## DATA SECTION:
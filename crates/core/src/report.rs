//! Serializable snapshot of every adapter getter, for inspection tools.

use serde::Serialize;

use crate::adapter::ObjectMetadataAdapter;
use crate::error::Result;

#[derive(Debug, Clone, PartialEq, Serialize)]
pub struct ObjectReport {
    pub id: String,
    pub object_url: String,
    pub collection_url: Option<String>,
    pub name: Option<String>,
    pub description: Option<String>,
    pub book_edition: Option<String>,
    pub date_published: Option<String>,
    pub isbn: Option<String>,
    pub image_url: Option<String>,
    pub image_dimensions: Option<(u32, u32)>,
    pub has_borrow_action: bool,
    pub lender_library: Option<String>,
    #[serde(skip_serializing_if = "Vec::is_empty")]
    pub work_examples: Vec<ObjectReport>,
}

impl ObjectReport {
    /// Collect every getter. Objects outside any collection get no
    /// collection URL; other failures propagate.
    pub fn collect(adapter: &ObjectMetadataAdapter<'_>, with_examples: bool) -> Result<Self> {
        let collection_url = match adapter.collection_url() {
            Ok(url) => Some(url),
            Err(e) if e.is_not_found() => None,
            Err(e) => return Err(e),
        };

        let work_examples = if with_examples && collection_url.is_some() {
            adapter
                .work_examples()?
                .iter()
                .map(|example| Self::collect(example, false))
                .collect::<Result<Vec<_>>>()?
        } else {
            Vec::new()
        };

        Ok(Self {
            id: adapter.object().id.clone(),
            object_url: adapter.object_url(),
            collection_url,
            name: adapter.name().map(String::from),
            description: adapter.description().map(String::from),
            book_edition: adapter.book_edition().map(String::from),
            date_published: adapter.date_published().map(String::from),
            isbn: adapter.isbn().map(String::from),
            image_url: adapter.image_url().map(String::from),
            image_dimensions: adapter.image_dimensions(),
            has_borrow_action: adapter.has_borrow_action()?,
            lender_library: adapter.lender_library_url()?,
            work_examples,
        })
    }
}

## WHAT YOU HAVE TO DO:
Write out the listing once more, matching it exactly.

## TASK OUTPUT:
filename crates/core/src/report.rs
//! Serializable snapshot of every adapter getter, for inspection tools.

use serde::Serialize;

use crate::adapter::ObjectMetadataAdapter;
use crate::error::Result;

#[derive(Debug, Clone, PartialEq, Serialize)]
pub struct ObjectReport {
    pub id: String,
    pub object_url: String,
    pub collection_url: Option<String>,
    pub name: Option<String>,
    pub description: Option<String>,
    pub book_edition: Option<String>,
    pub date_published: Option<String>,
    pub isbn: Option<String>,
    pub image_url: Option<String>,
    pub image_dimensions: Option<(u32, u32)>,
    pub has_borrow_action: bool,
    pub lender_library: Option<String>,
    #[serde(skip_serializing_if = "Vec::is_empty")]
    pub work_examples: Vec<ObjectReport>,
}

impl ObjectReport {
    /// Collect every getter. Objects outside any collection get no
    /// collection URL; other failures propagate.
    pub fn collect(adapter: &ObjectMetadataAdapter<'_>, with_examples: bool) -> Result<Self> {
        let collection_url = match adapter.collection_url() {
            Ok(url) => Some(url),
            Err(e) if e.is_not_found() => None,
            Err(e) => return Err(e),
        };

        let work_examples = if with_examples && collection_url.is_some() {
            adapter
                .work_examples()?
                .iter()
                .map(|example| Self::collect(example, false))
                .collect::<Result<Vec<_>>>()?
        } else {
            Vec::new()
        };

        Ok(Self {
            id: adapter.object().id.clone(),
            object_url: adapter.object_url(),
            collection_url,
            name: adapter.name().map(String::from),
            description: adapter.description().map(String::from),
            book_edition: adapter.book_edition().map(String::from),
            date_published: adapter.date_published().map(String::from),
            isbn: adapter.isbn().map(String::from),
            image_url: adapter.image_url().map(String::from),
            image_dimensions: adapter.image_dimensions(),
            has_borrow_action: adapter.has_borrow_action()?,
            lender_library: adapter.lender_library_url()?,
            work_examples,
        })
    }
}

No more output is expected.